*WHAT THE EXERCISE ASKS*
Wherever the word "labels" appears in a line of the data, that line should be copied.

(Saved data entries)
%%

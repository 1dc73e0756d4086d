//! Mood-driven song recommendations from facial emotion scans.
//!
//! Core modules:
//! - [`aggregator`] - Ranking of noisy per-frame emotion labels
//! - [`recommend`] - Single-emotion and weighted multi-emotion playlists
//! - [`catalog`] - Local, curated and partitioned song sources
//! - [`schedule`] - Song budget per ranked emotion
//!
//! ### Supporting Modules
//!
//! - [`emotion`] - The closed set of emotion labels
//! - [`song`] - Song records as returned to callers
//! - [`error`] - Error taxonomy
//! - [`config`] - Configuration and data directory management
//! - [`cli`] - Command-line interface definitions with clap integration
//! - [`completion`] - Shell completion generation
//!
//! ## Quick Start Example
//!
//! ```no_run
//! use emotune::catalog::local::LocalCatalog;
//! use emotune::catalog::partition::PartitionedTable;
//! use emotune::emotion::EmotionLabel::*;
//! use emotune::{aggregator, recommend};
//!
//! let mut rng = rand::thread_rng();
//!
//! // Stateless flow: one dominant emotion
//! let local = LocalCatalog::new("static/songs");
//! let rec = recommend::recommend_dominant(Some(&[Happy, Sad, Happy]), &local, "http://localhost:5000/", &mut rng)?;
//! println!("{} songs for {}", rec.songs.len(), rec.dominant_emotion);
//!
//! // Scan flow: weighted playlist across ranked emotions
//! let table = PartitionedTable::from_csv(std::path::Path::new("muse_v3.csv"))?;
//! let ranked = aggregator::rank(&[Sad, Sad, Angry, Happy]);
//! let playlist = recommend::weighted_playlist(&ranked, &table, &mut rng);
//! println!("{} songs, dominant {}", playlist.songs.len(), playlist.dominant_emotion);
//! # Ok::<(), Box<dyn std::error::Error>>(())
//! ```
//!
//! ## Randomness
//!
//! Shuffling and sampling take any [`rand::Rng`]. Production code passes
//! `thread_rng()`; tests pass a seeded `StdRng`.
//!
//! ## Error Handling
//!
//! The core returns typed errors from [`error`]. Configuration and I/O at the
//! edges return `anyhow::Result` with context.

pub mod aggregator;
pub mod catalog;
pub mod cli;
pub mod completion;
pub mod config;
pub mod emotion;
pub mod error;
pub mod recommend;
pub mod schedule;
pub mod song;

%%

*RESULT FOR THIS EXERCISE*
//! - [`aggregator`] - Ranking of noisy per-frame emotion labels
//! - [`emotion`] - The closed set of emotion labels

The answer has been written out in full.